罗伯特再三向委员会主席保证,这可能是一个意外,甚至可能是陷害,并且已经去积极解决了,才暂时让委员会主席稍稍安静了一会。
他坐在那连续吸了小半包香烟,当电话铃声再次响起的时候,他本以为会传来好消息,可却给了他一个更坏的消息!
「Boss,现在情况搞砸了,那个女孩和她的家人就像他妈疯狗一样追著我们咬!」
「他们又报警了,说我们侵犯了他们的隐私,并且追究我们获取他们家庭信息的责任,现场还来了一些记者————
听到自己的手下这么说,罗伯特的表情变得更阴沉了。
他的手下抵达那个信息上的地址之后,就去按了门铃,然后见到了女孩和她的家人,也被那一家人邀请进了房子里。
等他们进去之后说明来意时,那家人就像是神经病一样突然翻脸,他们大喊大叫还报了警,并且社区服务公司的保安和周围的邻居都靠拢了过来。

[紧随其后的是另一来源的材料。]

use alloc::string::String;
use alloc::vec::Vec;

use crate::{IndexMap, MapCollection, Result};

/// Reduces the values every member map holds for one index into a single value.
pub type Aggregation<T> = fn(&[T]) -> T;

/// Logical OR: one map flagging an index is enough to flag it for the whole collection.
pub fn any_true(values: &[bool]) -> bool {
    values.iter().any(|&value| value)
}

/// A [`MapCollection`] that also reduces its members into one value per physical index.
///
/// The reduction is cached. Reads through [`AggregatedCollection::merged_values`] and
/// [`AggregatedCollection::merged_value_at`] are served from the cache, which the owner must
/// refresh with [`AggregatedCollection::update_cache`] once per logical structural change
/// (not once per member change) to avoid recomputing `members × len` values repeatedly.
pub struct AggregatedCollection<T> {
    maps: MapCollection<IndexMap<T>>,
    aggregate: Aggregation<T>,
    fallback: T,
    merged: Vec<T>,
}

impl<T: Clone + 'static> AggregatedCollection<T> {
    pub fn new(aggregate: Aggregation<T>, fallback: T) -> Self {
        Self {
            maps: MapCollection::new(),
            aggregate,
            fallback,
            merged: Vec::new(),
        }
    }

    pub fn maps(&self) -> &MapCollection<IndexMap<T>> {
        &self.maps
    }

    pub(crate) fn maps_mut(&mut self) -> &mut MapCollection<IndexMap<T>> {
        &mut self.maps
    }

    pub fn register(
        &mut self,
        name: impl Into<String>,
        map: IndexMap<T>,
    ) -> Result<&mut IndexMap<T>> {
        self.maps.register(name, map)
    }

    pub fn unregister(&mut self, name: &str) -> Option<IndexMap<T>> {
        self.maps.unregister(name)
    }

    pub fn get(&self, name: &str) -> Option<&IndexMap<T>> {
        self.maps.get(name)
    }

    pub fn len(&self) -> usize {
        self.maps.len()
    }

    pub fn is_empty(&self) -> bool {
        self.maps.is_empty()
    }

    pub fn fallback(&self) -> &T {
        &self.fallback
    }

    pub fn init_every(&mut self, length: usize) {
        self.maps.init_every(length);
    }

    pub fn insert_to_every(&mut self, position: usize, inserted: &[usize]) {
        self.maps.insert_to_every(position, inserted);
    }

    pub fn remove_from_every(&mut self, removed: &[usize]) {
        self.maps.remove_from_every(removed);
    }

    /// Cached merged values, one per physical index. Empty when no map is registered.
    pub fn merged_values(&self) -> &[T] {
        &self.merged
    }

    /// Recomputes the merged values without touching the cache.
    pub fn compute_merged_values(&self) -> Vec<T> {
        let Some((_, first)) = self.maps.iter().next() else {
            return Vec::new();
        };
        let length = first.len();
        let mut for_index = Vec::with_capacity(self.maps.len());

        (0..length)
            .map(|index| {
                for_index.clear();
                for_index.extend(
                    self.maps
                        .iter()
                        .filter_map(|(_, map)| map.value_at(index).cloned()),
                );
                (self.aggregate)(&for_index)
            })
            .collect()
    }

    /// Cached merged value for `index`, or the fallback when `index` is out of range.
    pub fn merged_value_at(&self, index: usize) -> T {
        self.merged
            .get(index)
            .cloned()
            .unwrap_or_else(|| self.fallback.clone())
    }

    pub fn update_cache(&mut self) {
        self.merged = self.compute_merged_values();
    }
}

impl<T: core::fmt::Debug> core::fmt::Debug for AggregatedCollection<T> {
    fn fmt(&self, f: &mut core::fmt::Formatter<'_>) -> core::fmt::Result {
        f.debug_struct("AggregatedCollection")
            .field("maps", &self.maps)
            .field("fallback", &self.fallback)
            .field("merged", &self.merged)
            .finish_non_exhaustive()
    }
}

邻居是来看热闹的,但是社区服务公司那些人是真的来解决问题的。
他们不只是报了警,还打电话给了媒体,随后警察和媒体几乎一起抵达,这里就发生了另外一个很糟糕的情况。
女孩的家人认为警察局出卖了他们的隐私,以及家庭地址给罗伯特的人,他们向媒体说明了这些情况。
媒体现在正在追问罗伯特的手下是通过什么渠道知道女孩和家人的信息的,是不是通过警察局?
这个问题回答和不回答其实已经没有什么意义了,因为那些媒体今天晚上和明天早上,一定会报导这些消息。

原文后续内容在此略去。